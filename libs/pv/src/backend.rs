use async_trait::async_trait;
use flotilla_model::PvBacking;

/// Creates the backing storage for a dynamically-provisioned PV: "local mkdir
/// or remote mkdir via an administrative channel to the nfs host" (spec.md
/// §4.5 PVController). Kept behind a narrow trait the way `cmd/proxy`'s
/// `NatBackend` and the node agent's `MountBackend` are (SPEC_FULL.md §4.6,
/// §9: "keep subprocess invocation behind a narrow interface").
#[async_trait]
pub trait StorageBackend: Send + Sync {
    async fn provision(&self, backing: &PvBacking) -> Result<(), String>;
}

/// Creates `hostPath` directories on the local filesystem; for `nfs` backing,
/// there is no real administrative channel to an NFS host in this
/// environment, so it logs the mkdir it would issue, matching the volume
/// resolver's no-op simulation fallback (SPEC_FULL.md §4.6).
pub struct LocalStorageBackend;

#[async_trait]
impl StorageBackend for LocalStorageBackend {
    async fn provision(&self, backing: &PvBacking) -> Result<(), String> {
        match backing {
            PvBacking::HostPath { path } => tokio::fs::create_dir_all(path)
                .await
                .map_err(|e| format!("failed to create hostPath directory {path}: {e}")),
            PvBacking::Nfs { server, path } => {
                tracing::info!(%server, %path, "simulated administrative mkdir on nfs host");
                Ok(())
            }
        }
    }
}

#[cfg(test)]
mod tests {
    use super::*;

    #[tokio::test]
    async fn host_path_backing_creates_the_directory() {
        let dir = tempfile::tempdir().unwrap();
        let path = dir.path().join("pvc-data").to_string_lossy().to_string();
        let backend = LocalStorageBackend;
        backend
            .provision(&PvBacking::HostPath { path: path.clone() })
            .await
            .unwrap();
        assert!(tokio::fs::metadata(&path).await.unwrap().is_dir());
    }

    #[tokio::test]
    async fn nfs_backing_is_simulated_without_error() {
        let backend = LocalStorageBackend;
        backend
            .provision(&PvBacking::Nfs {
                server: "10.0.0.5".into(),
                path: "/export/pvc-data".into(),
            })
            .await
            .unwrap();
    }
}
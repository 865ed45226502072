use std::sync::Arc;

use flotilla_model::Protocol;
use flotilla_service_controller::{ProxyAction, ProxyEndpoint, ProxyMessage};
use tracing::{error, info, warn};

use crate::metrics::ProxyMetrics;
use crate::nat::{DispatchMatch, NatBackend};
use crate::rules::{diff_endpoints, endpoint_chain_name, service_chain_name, should_rebuild};
use crate::state::{ProxyState, ServiceRecord};

/// Dispatches one `ProxyMessage` per spec.md §4.4's CREATE/UPDATE/DELETE
/// actions.
pub async fn handle_message(state: &Arc<ProxyState>, nat: &Arc<dyn NatBackend>, metrics: &Arc<ProxyMetrics>, message: ProxyMessage) {
    match message.action {
        ProxyAction::Create => create_service(state, nat, metrics, message).await,
        ProxyAction::Update => update_service(state, nat, metrics, message).await,
        ProxyAction::Delete => delete_service(state, nat, metrics, &message.service_name).await,
    }
}

fn dispatch_matches(message: &ProxyMessage) -> Vec<DispatchMatch> {
    let mut matches = vec![DispatchMatch::ClusterIp {
        ip: message.cluster_ip.clone(),
        port: message.port,
        protocol: message.protocol,
    }];
    if let Some(node_port) = message.node_port {
        matches.push(DispatchMatch::NodePort { port: node_port, protocol: message.protocol });
    }
    matches
}

/// Builds every endpoint chain plus the service's dispatch rules from
/// scratch, mirroring the original's `create_service_rules`: tears down any
/// existing rules for this Service first (the original re-invokes itself on
/// rebuild, so a stale record here is always fully replaced, never merged).
async fn create_service(state: &Arc<ProxyState>, nat: &Arc<dyn NatBackend>, metrics: &Arc<ProxyMetrics>, message: ProxyMessage) {
    if state.get(&message.service_name).is_some() {
        teardown(nat, &state.remove(&message.service_name).unwrap(), &message.service_name).await;
    }

    if message.endpoints.is_empty() {
        warn!(service = %message.service_name, "no endpoints available, skipping rule creation");
        return;
    }

    let service_chain = service_chain_name(&message.service_name);
    if let Err(error) = nat.create_chain(&service_chain).await {
        error!(service = %message.service_name, %error, "failed to create service chain");
        metrics.program_failed();
        return;
    }

    if let Err(error) = program_endpoints(nat, &message.endpoints, message.protocol).await {
        error!(service = %message.service_name, %error, "failed to program endpoint chains");
        metrics.program_failed();
        return;
    }

    let endpoint_chains: Vec<String> = message.endpoints.iter().map(endpoint_chain_name).collect();
    if let Err(error) = nat.program_load_balancing(&service_chain, &endpoint_chains).await {
        error!(service = %message.service_name, %error, "failed to program load balancing");
        metrics.program_failed();
        return;
    }

    for rule in dispatch_matches(&message) {
        if let Err(error) = nat.insert_dispatch_rule(&message.service_name, &service_chain, &rule).await {
            error!(service = %message.service_name, %error, "failed to insert dispatch rule");
            metrics.program_failed();
            return;
        }
    }

    info!(service = %message.service_name, endpoints = message.endpoints.len(), "programmed service rules");
    state.set(
        &message.service_name,
        ServiceRecord {
            service_chain,
            cluster_ip: message.cluster_ip,
            port: message.port,
            protocol: message.protocol,
            node_port: message.node_port,
            endpoints: message.endpoints,
        },
    );
    metrics.program_succeeded();
}

async fn program_endpoints(nat: &Arc<dyn NatBackend>, endpoints: &[ProxyEndpoint], protocol: Protocol) -> Result<(), String> {
    for endpoint in endpoints {
        let chain = endpoint_chain_name(endpoint);
        nat.create_chain(&chain).await?;
        nat.program_endpoint(&chain, &endpoint.ip, endpoint.port, protocol).await?;
    }
    Ok(())
}

/// Incremental update when the change is small, full rebuild otherwise
/// (spec.md §4.4's endpoint-delta algorithm).
async fn update_service(state: &Arc<ProxyState>, nat: &Arc<dyn NatBackend>, metrics: &Arc<ProxyMetrics>, message: ProxyMessage) {
    let Some(existing) = state.get(&message.service_name) else {
        create_service(state, nat, metrics, message).await;
        return;
    };

    let (added, removed) = diff_endpoints(&existing.endpoints, &message.endpoints);
    if added.is_empty() && removed.is_empty() {
        return;
    }

    if should_rebuild(existing.endpoints.len(), added.len(), removed.len()) {
        info!(service = %message.service_name, "endpoint change exceeds half the set, rebuilding");
        create_service(state, nat, metrics, message).await;
        return;
    }

    for endpoint in &removed {
        let chain = endpoint_chain_name(endpoint);
        if let Err(error) = nat.delete_chain(&chain).await {
            warn!(service = %message.service_name, %chain, %error, "failed to delete removed endpoint chain");
        }
    }

    if let Err(error) = program_endpoints(nat, &added, existing.protocol).await {
        error!(service = %message.service_name, %error, "failed to program added endpoints, falling back to rebuild");
        create_service(state, nat, metrics, message).await;
        return;
    }

    let endpoint_chains: Vec<String> = message.endpoints.iter().map(endpoint_chain_name).collect();
    if let Err(error) = nat.program_load_balancing(&existing.service_chain, &endpoint_chains).await {
        error!(service = %message.service_name, %error, "failed to reprogram load balancing");
        metrics.program_failed();
        return;
    }

    info!(
        service = %message.service_name,
        added = added.len(), removed = removed.len(),
        "incrementally updated service endpoints"
    );
    state.set(
        &message.service_name,
        ServiceRecord { endpoints: message.endpoints, ..existing },
    );
    metrics.program_succeeded();
}

async fn delete_service(state: &Arc<ProxyState>, nat: &Arc<dyn NatBackend>, metrics: &Arc<ProxyMetrics>, service_name: &str) {
    let Some(record) = state.remove(service_name) else {
        return;
    };
    teardown(nat, &record, service_name).await;
    info!(service = %service_name, "removed service rules");
    metrics.program_succeeded();
}

async fn teardown(nat: &Arc<dyn NatBackend>, record: &ServiceRecord, service_name: &str) {
    let mut matches = vec![DispatchMatch::ClusterIp {
        ip: record.cluster_ip.clone(),
        port: record.port,
        protocol: record.protocol,
    }];
    if let Some(node_port) = record.node_port {
        matches.push(DispatchMatch::NodePort { port: node_port, protocol: record.protocol });
    }
    for rule in &matches {
        if let Err(error) = nat.remove_dispatch_rule(service_name, &record.service_chain, rule).await {
            warn!(%service_name, %error, "failed to remove dispatch rule during teardown");
        }
    }
    if let Err(error) = nat.delete_chain(&record.service_chain).await {
        warn!(%service_name, %error, "failed to delete service chain during teardown");
    }
    for endpoint in &record.endpoints {
        let chain = endpoint_chain_name(endpoint);
        if let Err(error) = nat.delete_chain(&chain).await {
            warn!(%service_name, %chain, %error, "failed to delete endpoint chain during teardown");
        }
    }
}

#[cfg(test)]
mod tests {
    use super::*;
    use crate::nat::SimulatedNat;

    fn message(action: ProxyAction, endpoints: Vec<ProxyEndpoint>) -> ProxyMessage {
        ProxyMessage {
            action,
            service_name: "svc1".to_string(),
            cluster_ip: "10.96.0.1".to_string(),
            port: 80,
            protocol: Protocol::Tcp,
            endpoints,
            node_port: None,
        }
    }

    fn ep(ip: &str, port: u16) -> ProxyEndpoint {
        ProxyEndpoint { ip: ip.to_string(), port }
    }

    fn harness() -> (Arc<ProxyState>, Arc<dyn NatBackend>, Arc<ProxyMetrics>) {
        (Arc::new(ProxyState::new()), Arc::new(SimulatedNat), Arc::new(ProxyMetrics::new()))
    }

    #[tokio::test]
    async fn create_records_service_with_all_endpoints() {
        let (state, nat, metrics) = harness();
        let msg = message(ProxyAction::Create, vec![ep("10.1.0.1", 8080), ep("10.1.0.2", 8080), ep("10.1.0.3", 8080)]);
        handle_message(&state, &nat, &metrics, msg).await;

        let record = state.get("svc1").expect("service recorded");
        assert_eq!(record.endpoints.len(), 3);
        assert_eq!(record.cluster_ip, "10.96.0.1");
    }

    #[tokio::test]
    async fn create_with_no_endpoints_leaves_no_record() {
        let (state, nat, metrics) = harness();
        handle_message(&state, &nat, &metrics, message(ProxyAction::Create, vec![])).await;
        assert!(state.get("svc1").is_none());
    }

    #[tokio::test]
    async fn update_shrinks_endpoint_set_incrementally() {
        let (state, nat, metrics) = harness();
        handle_message(
            &state, &nat, &metrics,
            message(ProxyAction::Create, vec![ep("10.1.0.1", 8080), ep("10.1.0.2", 8080), ep("10.1.0.3", 8080)]),
        )
        .await;

        handle_message(
            &state, &nat, &metrics,
            message(ProxyAction::Update, vec![ep("10.1.0.1", 8080), ep("10.1.0.2", 8080)]),
        )
        .await;

        let record = state.get("svc1").expect("service still recorded");
        assert_eq!(record.endpoints.len(), 2);
    }

    #[tokio::test]
    async fn update_on_unknown_service_creates_it() {
        let (state, nat, metrics) = harness();
        handle_message(&state, &nat, &metrics, message(ProxyAction::Update, vec![ep("10.1.0.1", 8080)])).await;
        assert_eq!(state.get("svc1").unwrap().endpoints.len(), 1);
    }

    #[tokio::test]
    async fn delete_removes_the_record() {
        let (state, nat, metrics) = harness();
        handle_message(&state, &nat, &metrics, message(ProxyAction::Create, vec![ep("10.1.0.1", 8080)])).await;
        handle_message(&state, &nat, &metrics, message(ProxyAction::Delete, vec![])).await;
        assert!(state.get("svc1").is_none());
    }

    #[tokio::test]
    async fn delete_on_unknown_service_is_a_no_op() {
        let (state, nat, metrics) = harness();
        handle_message(&state, &nat, &metrics, message(ProxyAction::Delete, vec![])).await;
        assert!(state.get("svc1").is_none());
    }
}
use std::collections::BTreeMap;
use std::ops::RangeInclusive;
use std::sync::Arc;

use flotilla_store::{MessageBus, StoreError, TypedBus};
use serde::{Deserialize, Serialize};
use thiserror::Error;
use tokio::sync::Mutex;

/// Fixed cluster-wide NodePort range (spec.md §4.5.5, §6).
pub const NODE_PORT_RANGE: RangeInclusive<u16> = 30000..=32767;

#[derive(Error, Debug, Clone, PartialEq, Eq)]
pub enum NodePortError {
    #[error("nodePort {0} is outside the allowed range 30000..=32767")]
    OutOfRange(u16),
    #[error("nodePort {0} is already held by another service")]
    Conflict(u16),
    #[error("no free nodePort remains in the allowed range")]
    Exhausted,
}

/// Convergence message broadcast on the NodePort topic so every
/// ServiceController instance's in-memory allocation table agrees
/// (spec.md §4.5.5: "broadcasting intent on a dedicated topic, each instance
/// maintaining a replicated set").
#[derive(Serialize, Deserialize, Debug, Clone, PartialEq, Eq)]
#[serde(tag = "action", rename_all = "UPPERCASE")]
pub enum NodePortEvent {
    Allocate { port: u16, service: String },
    Deallocate { service: String },
}

/// Pure in-memory port table: `port -> owning service key`. Kept separate from
/// the bus-backed [`NodePortManager`] so the allocation rules are unit
/// testable without any I/O.
#[derive(Debug, Clone, Default)]
pub struct PortTable {
    ports: BTreeMap<u16, String>,
}

impl PortTable {
    /// `allocate(service, requested)`: if `requested` is held by a different
    /// service, fails; a same-service re-request is idempotent. With no
    /// request, picks the lowest free port.
    pub fn allocate(&mut self, service: &str, requested: Option<u16>) -> Result<u16, NodePortError> {
        match requested {
            Some(port) => {
                if !NODE_PORT_RANGE.contains(&port) {
                    return Err(NodePortError::OutOfRange(port));
                }
                match self.ports.get(&port) {
                    Some(owner) if owner != service => Err(NodePortError::Conflict(port)),
                    _ => {
                        self.release_other_ports(service, port);
                        self.ports.insert(port, service.to_string());
                        Ok(port)
                    }
                }
            }
            None => {
                for port in NODE_PORT_RANGE {
                    if !self.ports.contains_key(&port) {
                        self.release_other_ports(service, port);
                        self.ports.insert(port, service.to_string());
                        return Ok(port);
                    }
                }
                Err(NodePortError::Exhausted)
            }
        }
    }

    /// Drops any port `service` currently owns other than `keep` — a service
    /// update auto-releases its old port before taking the new one (spec.md
    /// §4.5.5), so a service never holds more than one port at a time.
    fn release_other_ports(&mut self, service: &str, keep: u16) {
        self.ports.retain(|port, owner| *port == keep || owner != service);
    }

    /// Removes the mapping owned by `service`, if any, returning the freed port.
    pub fn deallocate(&mut self, service: &str) -> Option<u16> {
        let port = self
            .ports
            .iter()
            .find(|(_, owner)| owner.as_str() == service)
            .map(|(port, _)| *port);
        if let Some(port) = port {
            self.ports.remove(&port);
        }
        port
    }

    pub fn apply_remote(&mut self, event: NodePortEvent) {
        match event {
            NodePortEvent::Allocate { port, service } => {
                self.ports.insert(port, service);
            }
            NodePortEvent::Deallocate { service } => {
                self.deallocate(&service);
            }
        }
    }
}

/// Cluster-scoped NodePort allocator. Wraps a [`PortTable`] with a bus
/// broadcast so multiple ServiceController instances converge on the same
/// allocation set (spec.md §4.5.5). Each instance polls the topic under its
/// own consumer group (`group`), so every instance observes every event,
/// including its own — applying an already-applied allocation is idempotent.
pub struct NodePortManager {
    table: Mutex<PortTable>,
    bus: Arc<dyn MessageBus>,
    topic: String,
    group: String,
}

/// Exposed so callers outside this crate that don't hold a [`NodePortManager`]
/// (e.g. the API server releasing a deleted Service's port) can still
/// broadcast a convergence event directly.
pub const NODE_PORT_TOPIC: &str = "nodeport.allocations";

impl NodePortManager {
    pub fn new(bus: Arc<dyn MessageBus>, group: impl Into<String>) -> Self {
        Self {
            table: Mutex::new(PortTable::default()),
            bus,
            topic: NODE_PORT_TOPIC.to_string(),
            group: group.into(),
        }
    }

    pub async fn allocate(&self, service: &str, requested: Option<u16>) -> Result<u16, NodePortError> {
        let port = {
            let mut table = self.table.lock().await;
            table.allocate(service, requested)?
        };
        self.broadcast(NodePortEvent::Allocate {
            port,
            service: service.to_string(),
        })
        .await;
        Ok(port)
    }

    pub async fn deallocate(&self, service: &str) {
        let freed = {
            let mut table = self.table.lock().await;
            table.deallocate(service)
        };
        if freed.is_some() {
            self.broadcast(NodePortEvent::Deallocate {
                service: service.to_string(),
            })
            .await;
        }
    }

    async fn broadcast(&self, event: NodePortEvent) {
        let bus = TypedBus::new(self.bus.as_ref());
        if let Err(err) = bus.publish(&self.topic, &event).await {
            tracing::warn!(%err, ?event, "failed to broadcast nodeport event");
        }
    }

    /// Drains pending convergence events from peers (and this instance's own
    /// prior broadcasts) and applies them to the local table. Intended to be
    /// driven by a background loop alongside the ServiceController's
    /// reconcile poll loop.
    pub async fn sync_once(&self, max: usize) -> Result<usize, StoreError> {
        let bus = TypedBus::new(self.bus.as_ref());
        let events: Vec<(String, NodePortEvent)> = bus.poll(&self.topic, &self.group, max).await?;
        let count = events.len();
        for (id, event) in events {
            {
                let mut table = self.table.lock().await;
                table.apply_remote(event);
            }
            bus.ack(&self.topic, &self.group, &id).await?;
        }
        Ok(count)
    }
}

#[cfg(test)]
mod tests {
    use super::*;

    #[test]
    fn allocates_lowest_free_port_with_no_request() {
        let mut table = PortTable::default();
        assert_eq!(table.allocate("svc1", None).unwrap(), 30000);
        assert_eq!(table.allocate("svc2", None).unwrap(), 30001);
    }

    #[test]
    fn requested_port_held_by_other_service_conflicts() {
        let mut table = PortTable::default();
        table.allocate("svc1", Some(30080)).unwrap();
        assert_eq!(
            table.allocate("svc2", Some(30080)),
            Err(NodePortError::Conflict(30080))
        );
    }

    #[test]
    fn same_service_re_request_is_idempotent() {
        let mut table = PortTable::default();
        table.allocate("svc1", Some(30080)).unwrap();
        assert_eq!(table.allocate("svc1", Some(30080)), Ok(30080));
    }

    #[test]
    fn out_of_range_request_is_rejected() {
        let mut table = PortTable::default();
        assert_eq!(table.allocate("svc1", Some(29999)), Err(NodePortError::OutOfRange(29999)));
        assert_eq!(table.allocate("svc1", Some(32768)), Err(NodePortError::OutOfRange(32768)));
    }

    #[test]
    fn deallocate_frees_the_port_for_reuse() {
        let mut table = PortTable::default();
        table.allocate("svc1", Some(30080)).unwrap();
        assert_eq!(table.deallocate("svc1"), Some(30080));
        assert_eq!(table.allocate("svc2", Some(30080)), Ok(30080));
    }

    #[test]
    fn requesting_a_different_port_releases_the_old_one() {
        let mut table = PortTable::default();
        table.allocate("svc1", Some(30080)).unwrap();
        assert_eq!(table.allocate("svc1", Some(30090)), Ok(30090));
        // the old port is free for another service to take
        assert_eq!(table.allocate("svc2", Some(30080)), Ok(30080));
    }

    #[test]
    fn remote_events_apply_to_the_local_table() {
        let mut table = PortTable::default();
        table.apply_remote(NodePortEvent::Allocate {
            port: 30080,
            service: "svc1".into(),
        });
        assert_eq!(table.allocate("svc2", Some(30080)), Err(NodePortError::Conflict(30080)));
        table.apply_remote(NodePortEvent::Deallocate {
            service: "svc1".into(),
        });
        assert_eq!(table.allocate("svc2", Some(30080)), Ok(30080));
    }
}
- - - -
Your goal: What lines in the material mention "Mutex"? Copy every one of them.

Task output:
use tokio::sync::Mutex;
    table: Mutex<PortTable>,
            table: Mutex::new(PortTable::default()),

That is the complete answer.